The decision by the Maine legislative committee is welcome. Cutting, even temporarily, the rapid rate of health care costs to the uninsured should help Mainers afford needed drugs and afford to take complete prescriptions rather than spreading it out to make pills last longer. The price cut comes through a federal waiver in the Medicaid program that lets states offer residents up to 300 percent of poverty the negotiated Medi-caid price of a drug instead of the retail price. The difference in cost is to be absorbed by the pharmaceutical industry.

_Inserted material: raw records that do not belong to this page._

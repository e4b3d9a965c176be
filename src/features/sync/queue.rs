//! Offline operation queue storage and management.
//!
//! Write-intents that could not reach the remote store are appended here and
//! read back by a drain, which removes each one on success or bumps its retry
//! count on failure. The queue never evicts on its own.

use std::sync::Arc;

use chrono::{DateTime, Utc};
use rusqlite::{params, OptionalExtension, Row};
use serde::Serialize;
use serde_json::Value;
use tracing::debug;

use super::operation::{Collection, OperationKind, QueuedOperation};
use crate::error::{BoxedCause, FieldlogError};
use crate::storage::{self, Database};

/// Default number of failed replays before an operation counts as exhausted.
pub const DEFAULT_MAX_RETRIES: u32 = 3;

const SELECT_COLUMNS: &str = "SELECT id, type, collection, data, timestamp, retries FROM operations";

/// Durable queue of operations awaiting replay.
///
/// Cloning is cheap; clones share the same store.
#[derive(Debug, Clone)]
pub struct OperationQueue {
    db: Arc<Database>,
    max_retries: u32,
}

impl OperationQueue {
    /// Create a queue over the process-wide store.
    ///
    /// # Errors
    ///
    /// Returns `StorageUnavailable` if the store cannot be opened.
    pub fn new() -> Result<Self, FieldlogError> {
        Ok(Self::with_database(storage::shared()?))
    }

    /// Create a queue over an existing store.
    #[must_use]
    pub const fn with_database(db: Arc<Database>) -> Self {
        Self {
            db,
            max_retries: DEFAULT_MAX_RETRIES,
        }
    }

    /// Override the retry ceiling reported by [`Self::max_retries`].
    #[must_use]
    pub fn with_max_retries(mut self, max_retries: u32) -> Self {
        self.max_retries = max_retries;
        self
    }

    /// The underlying store.
    #[must_use]
    pub const fn database(&self) -> &Arc<Database> {
        &self.db
    }

    /// The configured retry ceiling. Informational; nothing here enforces it.
    #[must_use]
    pub const fn max_retries(&self) -> u32 {
        self.max_retries
    }

    /// Add an operation to the queue and return its new ID.
    ///
    /// Purely local: never waits on the network.
    ///
    /// # Errors
    ///
    /// Returns `OperationFailed` if the store rejects the write.
    pub fn enqueue(
        &self,
        kind: OperationKind,
        collection: Collection,
        data: Value,
    ) -> Result<String, FieldlogError> {
        let operation = QueuedOperation::new(kind, collection, data);
        self.insert(&operation)?;

        debug!(
            id = %operation.id,
            kind = %kind,
            collection = %collection,
            "Queued operation"
        );
        Ok(operation.id)
    }

    /// Add an operation with a typed payload.
    ///
    /// # Errors
    ///
    /// Returns `OperationFailed` if the payload cannot be serialized or the
    /// store rejects the write.
    pub fn enqueue_payload<T>(
        &self,
        kind: OperationKind,
        collection: Collection,
        payload: &T,
    ) -> Result<String, FieldlogError>
    where
        T: Serialize + ?Sized,
    {
        let data = serde_json::to_value(payload)
            .map_err(|e| FieldlogError::operation("Failed to serialize operation payload", e))?;
        self.enqueue(kind, collection, data)
    }

    pub(crate) fn insert(&self, operation: &QueuedOperation) -> Result<(), FieldlogError> {
        let data = serde_json::to_string(&operation.data)
            .map_err(|e| FieldlogError::operation("Failed to serialize operation payload", e))?;

        self.db.transaction("Failed to enqueue operation", |tx| {
            tx.execute(
                r"INSERT INTO operations (id, type, collection, data, timestamp, retries)
                  VALUES (?1, ?2, ?3, ?4, ?5, ?6)",
                params![
                    operation.id,
                    operation.kind.as_str(),
                    operation.collection.as_str(),
                    data,
                    operation.timestamp,
                    operation.retries,
                ],
            )
            .map(|_| ())
        })
    }

    /// Get every queued operation in insertion order.
    ///
    /// Insertion order is not guaranteed to be chronological; callers that
    /// replay strictly by creation time should sort by `timestamp` first.
    ///
    /// # Errors
    ///
    /// Returns `OperationFailed` if the query fails.
    pub fn list_pending(&self) -> Result<Vec<QueuedOperation>, FieldlogError> {
        self.db
            .transaction("Failed to list pending operations", |tx| {
                let mut stmt = tx.prepare(&format!("{SELECT_COLUMNS} ORDER BY rowid ASC"))?;
                let rows = stmt.query_map([], row_to_operation)?;
                rows.collect()
            })
    }

    /// Get the queued operations for one collection, in insertion order.
    ///
    /// # Errors
    ///
    /// Returns `OperationFailed` if the query fails.
    pub fn list_pending_in(
        &self,
        collection: Collection,
    ) -> Result<Vec<QueuedOperation>, FieldlogError> {
        self.db
            .transaction("Failed to list pending operations", |tx| {
                let mut stmt = tx.prepare(&format!(
                    "{SELECT_COLUMNS} WHERE collection = ?1 ORDER BY rowid ASC"
                ))?;
                let rows = stmt.query_map([collection.as_str()], row_to_operation)?;
                rows.collect()
            })
    }

    /// Get operations that have reached the retry ceiling.
    ///
    /// # Errors
    ///
    /// Returns `OperationFailed` if the query fails.
    pub fn exhausted(&self) -> Result<Vec<QueuedOperation>, FieldlogError> {
        self.db
            .transaction("Failed to list exhausted operations", |tx| {
                let mut stmt = tx.prepare(&format!(
                    "{SELECT_COLUMNS} WHERE retries >= ?1 ORDER BY rowid ASC"
                ))?;
                let rows = stmt.query_map([self.max_retries], row_to_operation)?;
                rows.collect()
            })
    }

    /// Get a specific operation by ID.
    ///
    /// # Errors
    ///
    /// Returns `OperationFailed` if the query fails.
    pub fn get(&self, id: &str) -> Result<Option<QueuedOperation>, FieldlogError> {
        self.db.transaction("Failed to query operation", |tx| {
            tx.query_row(
                &format!("{SELECT_COLUMNS} WHERE id = ?1"),
                [id],
                row_to_operation,
            )
            .optional()
        })
    }

    /// Delete an operation after a successful replay.
    ///
    /// Idempotent: returns `false` when the ID is already gone.
    ///
    /// # Errors
    ///
    /// Returns `OperationFailed` if the delete fails.
    pub fn remove(&self, id: &str) -> Result<bool, FieldlogError> {
        let rows = self.db.transaction("Failed to remove operation", |tx| {
            tx.execute("DELETE FROM operations WHERE id = ?1", [id])
        })?;

        debug!(id, removed = rows > 0, "Removed operation");
        Ok(rows > 0)
    }

    /// Record one failed replay attempt.
    ///
    /// The increment is a single conditional update, so concurrent callers
    /// cannot lose each other's attempts. Returns `false` without error when
    /// the ID no longer exists.
    ///
    /// # Errors
    ///
    /// Returns `OperationFailed` if the update fails.
    pub fn increment_retry(&self, id: &str) -> Result<bool, FieldlogError> {
        let rows = self.db.transaction("Failed to record retry", |tx| {
            tx.execute(
                "UPDATE operations SET retries = retries + 1 WHERE id = ?1",
                [id],
            )
        })?;

        debug!(id, found = rows > 0, "Recorded failed replay");
        Ok(rows > 0)
    }

    /// Get queue statistics.
    ///
    /// # Errors
    ///
    /// Returns `OperationFailed` if the query fails.
    pub fn stats(&self) -> Result<QueueStats, FieldlogError> {
        self.db.transaction("Failed to read queue statistics", |tx| {
            let pending: i64 =
                tx.query_row("SELECT COUNT(*) FROM operations", [], |row| row.get(0))?;

            let exhausted: i64 = tx.query_row(
                "SELECT COUNT(*) FROM operations WHERE retries >= ?1",
                [self.max_retries],
                |row| row.get(0),
            )?;

            let oldest: Option<i64> =
                tx.query_row("SELECT MIN(timestamp) FROM operations", [], |row| row.get(0))?;

            let mut stmt = tx.prepare(
                "SELECT collection, COUNT(*) FROM operations GROUP BY collection ORDER BY collection",
            )?;
            let by_collection = stmt
                .query_map([], |row| {
                    let name: String = row.get(0)?;
                    let collection = name
                        .parse::<Collection>()
                        .map_err(|e| conversion_error(0, e))?;
                    Ok((collection, row.get::<_, i64>(1)?))
                })?
                .collect::<rusqlite::Result<Vec<_>>>()?;

            Ok(QueueStats {
                pending,
                exhausted,
                max_retries: self.max_retries,
                oldest_pending: oldest.and_then(DateTime::from_timestamp_millis),
                by_collection,
            })
        })
    }

    /// Delete every queued operation. Returns how many were removed.
    ///
    /// # Errors
    ///
    /// Returns `OperationFailed` if the delete fails.
    pub fn clear(&self) -> Result<usize, FieldlogError> {
        let rows = self.db.transaction("Failed to clear queue", |tx| {
            tx.execute("DELETE FROM operations", [])
        })?;

        debug!(removed = rows, "Cleared operation queue");
        Ok(rows)
    }
}

/// Queue statistics.
#[derive(Debug, Clone, Serialize)]
pub struct QueueStats {
    /// Number of queued operations
    pub pending: i64,
    /// Number of operations at or past the retry ceiling
    pub exhausted: i64,
    /// Retry ceiling used for `exhausted`
    pub max_retries: u32,
    /// Oldest queued operation
    pub oldest_pending: Option<DateTime<Utc>>,
    /// Queued operations per collection
    pub by_collection: Vec<(Collection, i64)>,
}

fn row_to_operation(row: &Row<'_>) -> rusqlite::Result<QueuedOperation> {
    let kind: String = row.get(1)?;
    let collection: String = row.get(2)?;
    let data: String = row.get(3)?;

    Ok(QueuedOperation {
        id: row.get(0)?,
        kind: kind.parse().map_err(|e| conversion_error(1, e))?,
        collection: collection.parse().map_err(|e| conversion_error(2, e))?,
        data: serde_json::from_str(&data).map_err(|e| conversion_error(3, e))?,
        timestamp: row.get(4)?,
        retries: row.get(5)?,
    })
}

fn conversion_error<E: Into<BoxedCause>>(column: usize, err: E) -> rusqlite::Error {
    rusqlite::Error::FromSqlConversionFailure(column, rusqlite::types::Type::Text, err.into())
}
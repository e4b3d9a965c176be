//! Core abstractions for fieldlog.
//!
//! Shared types used by both the operation queue and the read cache.

mod connectivity;

pub use connectivity::Connectivity;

The NIH study breaks down the higher cost into three large areas: 42 percent of it came from an increase in prescriptions, a shift toward more expensive drugs accounted for 36 percent and higher prices made up 22 percent of the total. The effect of marketing on all three areas deserves greater examination. The pharmaceutical industry employs some 7,000 sales people and spends $7 billion a year on marketing – including free trips and honoraria for doctors, plenty of ads urging patients to tell their doctors to prescribe the most expensive of the new drugs. Assuming that investment is effective, and it is hard to imagine an industry as successful as pharmaceuticals spending $7 billion a year on something that doesn’t work, the NIH should follow up on earlier studies that have at-tempted to get a sense of how much marketing raises drug prices.
The Health and Human Services Committee last month voted against a bill that would have required drug companies to break down their expenses for gifts, promotions to doctors and marketing, including television and printed material in addition to requiring them to disclose wholesale prices. The lawmakers saw needless complications with the bill, which is understandable – the question of prices and reform still would be better handled at the national level.
Why Congress has failed repeatedly to respond to this pressing need and instead chosen the path of incremental improvement might be traced back to the failed attempt at health care reform by the Clinton administration in 1993. But that failure does not excuse timidity now. Perhaps while Maine lawmakers watch the drug discount provided to the uninsured get lost in price increases it could draft a resolve for other states to join that demands federal health care reform. Either that, or a demand that members of Congress start paying for their own drugs.